Start measuring mileage from here and drive 1.4 miles on CR 6 and turn left onto Quartzville road. Near 2.2 miles, stay left at a confusing intersection. Near 3.5 miles, reach the intersection of Zinc Road. Not marked, but this area is the "trailhead." Park at the road junction but be sure not block either road. In the warmer months, there's also a pull-off 0.1 mile up the road from the Zinc-Quartzville junction, on the east side of the road.
NOTICE: If you park at the junction of Zinc and Quartzville, please remember that you are surrounded by private land and there are some homes in view.

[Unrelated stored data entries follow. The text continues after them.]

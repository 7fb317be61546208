//! gitall: report which of many git working copies need attention.
//!
//! ```text
//! gitall status [--auth key-file|agent|none] [-k <key>] [-j <jobs>] [--json] <path>...
//! gitall where <path>...
//! gitall providers
//! ```

use std::time::Duration;

use anyhow::{Context, Result};
use clap::{Args, Parser, Subcommand};
use tracing_subscriber::EnvFilter;

use gitall_auth::{default_registry, AuthSettings, DEFAULT_KEY_PATH};
use gitall_auth_api::DEFAULT_USERNAME;
use gitall_core::render::{render_json, render_report, render_whereabouts, RenderOptions};
use gitall_core::{whereabouts, BatchClassifier, GitAccessor, ReconcileMode, DEFAULT_REMOTE};

#[derive(Parser, Debug)]
#[command(
    name = "gitall",
    version,
    about = "Report which of many git working copies need a commit, a sync, or attention",
    long_about = None,
)]
struct Cli {
    /// Remote compared against.
    #[arg(long, global = true, env = "GITALL_REMOTE", default_value = DEFAULT_REMOTE)]
    remote: String,

    /// Increase log verbosity (repeatable).
    #[arg(short, long, global = true, action = clap::ArgAction::Count)]
    verbose: u8,

    /// Only log warnings and errors.
    #[arg(short, long, global = true, conflicts_with = "verbose")]
    quiet: bool,

    #[command(subcommand)]
    command: Commands,
}

#[derive(Subcommand, Debug)]
enum Commands {
    /// Fetch every repository and classify it.
    Status(StatusArgs),

    /// Show the checked-out branch and remote URL of every repository.
    Where(WhereArgs),

    /// List the available credential providers.
    Providers,
}

#[derive(Args, Debug)]
struct AuthArgs {
    /// Credential provider used for fetching.
    #[arg(long = "auth", env = "GITALL_AUTH", default_value = "key-file")]
    provider: String,

    /// SSH private key for the key-file provider.
    #[arg(short = 'k', long = "key", env = "GITALL_SSH_KEY", default_value = DEFAULT_KEY_PATH)]
    key_path: String,

    /// Username offered when the remote URL has none.
    #[arg(long, default_value = DEFAULT_USERNAME)]
    username: String,
}

impl AuthArgs {
    fn settings(&self) -> AuthSettings {
        AuthSettings {
            key_path: self.key_path.clone(),
            username: self.username.clone(),
        }
    }
}

#[derive(Args, Debug)]
struct StatusArgs {
    /// Working copies to check.
    #[arg(required = true)]
    paths: Vec<String>,

    #[command(flatten)]
    auth: AuthArgs,

    /// Repositories processed at once.
    #[arg(short, long, default_value_t = 1)]
    jobs: usize,

    /// Abort a fetch after this many seconds of transfer.
    #[arg(long, value_name = "SECONDS")]
    fetch_timeout: Option<u64>,

    /// Report every divergent branch and change, not only the first.
    #[arg(long)]
    exhaustive: bool,

    /// Emit the report as JSON.
    #[arg(long)]
    json: bool,

    /// Disable ANSI colors.
    #[arg(long)]
    no_color: bool,
}

#[derive(Args, Debug)]
struct WhereArgs {
    /// Working copies to inspect.
    #[arg(required = true)]
    paths: Vec<String>,

    /// Disable ANSI colors.
    #[arg(long)]
    no_color: bool,
}

fn main() -> Result<()> {
    let cli = Cli::parse();
    init_tracing(cli.verbose, cli.quiet)?;

    match cli.command {
        Commands::Status(args) => run_status(args, &cli.remote),
        Commands::Where(args) => {
            run_where(&args, &cli.remote);
            Ok(())
        }
        Commands::Providers => {
            for summary in default_registry(&AuthSettings::default()).summaries() {
                println!("{:<10} {}", summary.id, summary.label);
            }
            Ok(())
        }
    }
}

fn init_tracing(verbose: u8, quiet: bool) -> Result<()> {
    let level = match (quiet, verbose) {
        (true, _) => "warn",
        (false, 0) => "info",
        (false, 1) => "debug",
        (false, _) => "trace",
    };

    let filter = match EnvFilter::try_from_default_env() {
        Ok(filter) => filter,
        Err(_) => EnvFilter::try_new(format!("gitall={level},gitall_core={level}"))
            .context("invalid log filter")?,
    };

    // Logs go to stderr so the report on stdout stays scrapeable.
    tracing_subscriber::fmt()
        .with_env_filter(filter)
        .with_writer(std::io::stderr)
        .with_target(false)
        .init();
    Ok(())
}

fn run_status(args: StatusArgs, remote: &str) -> Result<()> {
    let registry = default_registry(&args.auth.settings());
    let credentials = registry
        .resolve(&args.auth.provider)
        .with_context(|| format!("could not resolve credentials via '{}'", args.auth.provider))?;

    let accessor = GitAccessor::new().with_fetch_timeout(args.fetch_timeout.map(Duration::from_secs));
    let mode = if args.exhaustive {
        ReconcileMode::Exhaustive
    } else {
        ReconcileMode::FirstMatch
    };
    let classifier = BatchClassifier::new(accessor)
        .with_mode(mode)
        .with_jobs(args.jobs);

    let report = classifier.classify(&args.paths, remote, &credentials);
    tracing::debug!(
        errors = report.errors.len(),
        in_sync = report.in_sync.len(),
        needs_commit = report.needs_commit.len(),
        needs_sync = report.needs_sync.len(),
        "batch complete"
    );

    if args.json {
        println!("{}", render_json(&report).context("failed to serialize report")?);
    } else {
        print!("{}", render_report(&report, render_options(args.no_color)));
    }
    Ok(())
}

fn run_where(args: &WhereArgs, remote: &str) {
    let entries = whereabouts::locate(&args.paths, remote);
    print!("{}", render_whereabouts(&entries, render_options(args.no_color)));
}

fn render_options(no_color: bool) -> RenderOptions {
    if no_color {
        colored::control::set_override(false);
    }
    RenderOptions { color: !no_color }
}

If you need to go to the bathroom, wait until you're up on public land - don't drop trou on private property or anywhere near the parking area.
Because there is no trail, this route is best done in winter or spring when the terrain is mostly snow-covered. Photo #1 and Photo #2 provide an overview of the route. From the Zinc Road junction, walk 0.1 mile north up Quartzville road to bypass a parcel of private land up to your left (west). After walking up the road, climb left into an area of sparse trees and continue hiking west towards Mt. Bross. Continue through trees to eventually get a better look at the route ahead - Photo #3. You can hike southwest all the way into the Moose Creek drainage, but it's not necessary; continuing directly west onto the lower portion of a ridge will save you from losing a bit of elevation.

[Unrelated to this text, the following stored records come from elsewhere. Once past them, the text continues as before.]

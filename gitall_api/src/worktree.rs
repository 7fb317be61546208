use serde::{Deserialize, Serialize};

/// Change flags for a single path in the working tree or index.
#[derive(Debug, Clone, PartialEq, Eq, Serialize, Deserialize)]
pub struct PathChange {
    /// Path relative to the working-copy root.
    pub path: String,
    /// The index differs from `HEAD` for this path.
    pub staged: bool,
    /// The working tree differs from the index, or the path is untracked.
    pub unstaged: bool,
}

impl PathChange {
    /// Construct a change entry.
    #[must_use]
    pub fn new(path: impl Into<String>, staged: bool, unstaged: bool) -> Self {
        Self {
            path: path.into(),
            staged,
            unstaged,
        }
    }

    /// Whether neither flag is set.
    #[must_use]
    pub const fn is_clean(&self) -> bool {
        !self.staged && !self.unstaged
    }
}

/// Live working-tree and staging status of a repository.
#[derive(Debug, Clone, Default, PartialEq, Eq, Serialize, Deserialize)]
pub struct WorktreeDiffSummary {
    /// Touched paths in the order the status walk reported them.
    #[serde(default)]
    pub changes: Vec<PathChange>,
}

impl WorktreeDiffSummary {
    /// Build a summary from a list of path changes.
    #[must_use]
    pub fn new(changes: Vec<PathChange>) -> Self {
        Self { changes }
    }

    /// A summary with no touched paths.
    #[must_use]
    pub fn clean() -> Self {
        Self::default()
    }

    /// Whether any path carries a staged or unstaged change.
    #[must_use]
    pub fn is_dirty(&self) -> bool {
        self.changes.iter().any(|change| !change.is_clean())
    }

    /// Whether any path carries a staged change.
    #[must_use]
    pub fn has_staged(&self) -> bool {
        self.first_staged().is_some()
    }

    /// Whether any path carries an unstaged change.
    #[must_use]
    pub fn has_unstaged(&self) -> bool {
        self.first_unstaged().is_some()
    }

    /// First path with a staged change.
    #[must_use]
    pub fn first_staged(&self) -> Option<&PathChange> {
        self.changes.iter().find(|change| change.staged)
    }

    /// First path with an unstaged change.
    #[must_use]
    pub fn first_unstaged(&self) -> Option<&PathChange> {
        self.changes.iter().find(|change| change.unstaged)
    }
}
use std::env;
use std::fs;

use camino::{Utf8Path, Utf8PathBuf};
use gitall_auth_api::{
    AuthError, AuthResult, CredentialProvider, Credentials, Passphrase, DEFAULT_USERNAME,
};

/// Key used when no path is configured.
pub const DEFAULT_KEY_PATH: &str = "~/.ssh/id_rsa";
/// Environment variable holding the key passphrase.
pub const PASSPHRASE_ENV: &str = "GITALL_SSH_PASSPHRASE";

/// Authenticates with a private key file.
#[derive(Debug, Clone)]
pub struct KeyFileProvider {
    key_path: String,
    username: String,
    passphrase: Option<Passphrase>,
}

impl KeyFileProvider {
    /// Provider for the key at `key_path`, without a passphrase.
    #[must_use]
    pub fn new(key_path: impl Into<String>) -> Self {
        Self {
            key_path: key_path.into(),
            username: DEFAULT_USERNAME.to_string(),
            passphrase: None,
        }
    }

    /// Provider for the key at `key_path`, taking the passphrase from
    /// [`PASSPHRASE_ENV`] when it is set and non-empty.
    #[must_use]
    pub fn from_env(key_path: impl Into<String>) -> Self {
        let passphrase = env::var(PASSPHRASE_ENV)
            .ok()
            .filter(|value| !value.is_empty())
            .map(Passphrase::new);
        Self::new(key_path).with_passphrase(passphrase)
    }

    /// Override the username offered to the remote.
    #[must_use]
    pub fn with_username(mut self, username: impl Into<String>) -> Self {
        self.username = username.into();
        self
    }

    /// Set or clear the key passphrase.
    #[must_use]
    pub fn with_passphrase(mut self, passphrase: Option<Passphrase>) -> Self {
        self.passphrase = passphrase;
        self
    }
}

impl CredentialProvider for KeyFileProvider {
    fn id(&self) -> &'static str {
        "key-file"
    }

    fn label(&self) -> &'static str {
        "SSH private key file"
    }

    fn resolve(&self) -> AuthResult<Credentials> {
        let private_key = expand_home(&self.key_path)?;
        let metadata = fs::metadata(&private_key).map_err(|source| AuthError::KeyFile {
            path: private_key.clone(),
            source,
        })?;
        if !metadata.is_file() {
            return Err(AuthError::KeyFile {
                path: private_key,
                source: std::io::Error::new(std::io::ErrorKind::InvalidInput, "not a regular file"),
            });
        }

        let public_key = Utf8PathBuf::from(format!("{private_key}.pub"));
        let public_key = public_key.is_file().then_some(public_key);

        Ok(Credentials::SshKey {
            username: self.username.clone(),
            private_key,
            public_key,
            passphrase: self.passphrase.clone(),
        })
    }
}

/// Expand a leading `~` to the current user's home directory.
///
/// # Errors
///
/// Fails when the home directory is unknown or not valid UTF-8.
pub fn expand_home(path: &str) -> AuthResult<Utf8PathBuf> {
    let rest = match path.strip_prefix('~') {
        Some("") => "",
        Some(rest) if rest.starts_with('/') => rest.trim_start_matches('/'),
        _ => return Ok(Utf8PathBuf::from(path)),
    };

    let home = dirs::home_dir().ok_or_else(|| AuthError::NoHomeDirectory {
        path: path.to_string(),
    })?;
    let home = Utf8PathBuf::from_path_buf(home).map_err(|home| AuthError::NonUtf8Path {
        path: home.to_string_lossy().into_owned(),
    })?;

    if rest.is_empty() {
        Ok(home)
    } else {
        Ok(home.join(Utf8Path::new(rest)))
    }
}

#[cfg(test)]
mod tests {
    use super::*;
    use tempfile::TempDir;

    #[test]
    fn absolute_paths_are_left_alone() {
        let expanded = expand_home("/etc/ssh/id_ed25519").expect("expand");
        assert_eq!(expanded, Utf8PathBuf::from("/etc/ssh/id_ed25519"));
    }

    #[test]
    fn tilde_user_syntax_is_not_expanded() {
        let expanded = expand_home("~other/.ssh/id_rsa").expect("expand");
        assert_eq!(expanded, Utf8PathBuf::from("~other/.ssh/id_rsa"));
    }

    #[test]
    fn tilde_prefix_expands_to_home() {
        let Some(home) = dirs::home_dir() else {
            return;
        };
        let expanded = expand_home("~/.ssh/id_rsa").expect("expand");
        assert_eq!(expanded.as_std_path(), home.join(".ssh/id_rsa"));
    }

    #[test]
    fn resolves_existing_key_with_public_half() {
        let temp = TempDir::new().expect("tempdir");
        let key = temp.path().join("id_ed25519");
        fs::write(&key, "private").expect("write key");
        fs::write(temp.path().join("id_ed25519.pub"), "public").expect("write pub");

        let provider = KeyFileProvider::new(key.to_str().expect("utf8 path"))
            .with_username("deploy")
            .with_passphrase(Some(Passphrase::new("secret")));

        match provider.resolve().expect("resolve") {
            Credentials::SshKey {
                username,
                private_key,
                public_key,
                passphrase,
            } => {
                assert_eq!(username, "deploy");
                assert_eq!(private_key.as_std_path(), key);
                assert!(public_key.is_some());
                assert_eq!(passphrase.as_ref().map(Passphrase::expose), Some("secret"));
            }
            other => panic!("expected ssh key credentials, got {other:?}"),
        }
    }

    #[test]
    fn missing_key_is_reported() {
        let temp = TempDir::new().expect("tempdir");
        let key = temp.path().join("absent");

        let err = KeyFileProvider::new(key.to_str().expect("utf8 path"))
            .resolve()
            .expect_err("missing key");
        assert!(matches!(err, AuthError::KeyFile { .. }));
        assert!(err.to_string().starts_with("read file"));
    }

    #[test]
    fn directory_is_not_a_key() {
        let temp = TempDir::new().expect("tempdir");
        let err = KeyFileProvider::new(temp.path().to_str().expect("utf8 path"))
            .resolve()
            .expect_err("directory");
        assert!(matches!(err, AuthError::KeyFile { .. }));
    }
}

Ascend the ridge or up along the right side of the drainage and the remaining route becomes quite obvious - Photo #4 and Photo #5. Follow the edge of the snow and hike up to 13,600' where you will cross the road used in Mt. Bross Route #1 from Mineral Park - Photo #6. Above the road, continue west and southwest along the right side of the snow or on the edge of the ridge (Photo #7 and Photo #8) to bypass the steepest snow in the bowl near the top - Photo #9. Above 14,000', reach easier terrain and hike a few hundred yards west to reach the true summit - Photo #10.
It's usually difficult to get a continuous ski from the true summit, but it can happen. The best skiing is often directly down the snow bowl east of the summit - Photo #11, Photo #12 and Photo #13. As the pitch eases near 13,600' (Photo #14), you may be able to ski continuous snow all the way down to 12,000' where the terrain levels out in Moose Creek - Photo #15 and Photo #16. Work your way northeast and east to reach your starting point on the main road.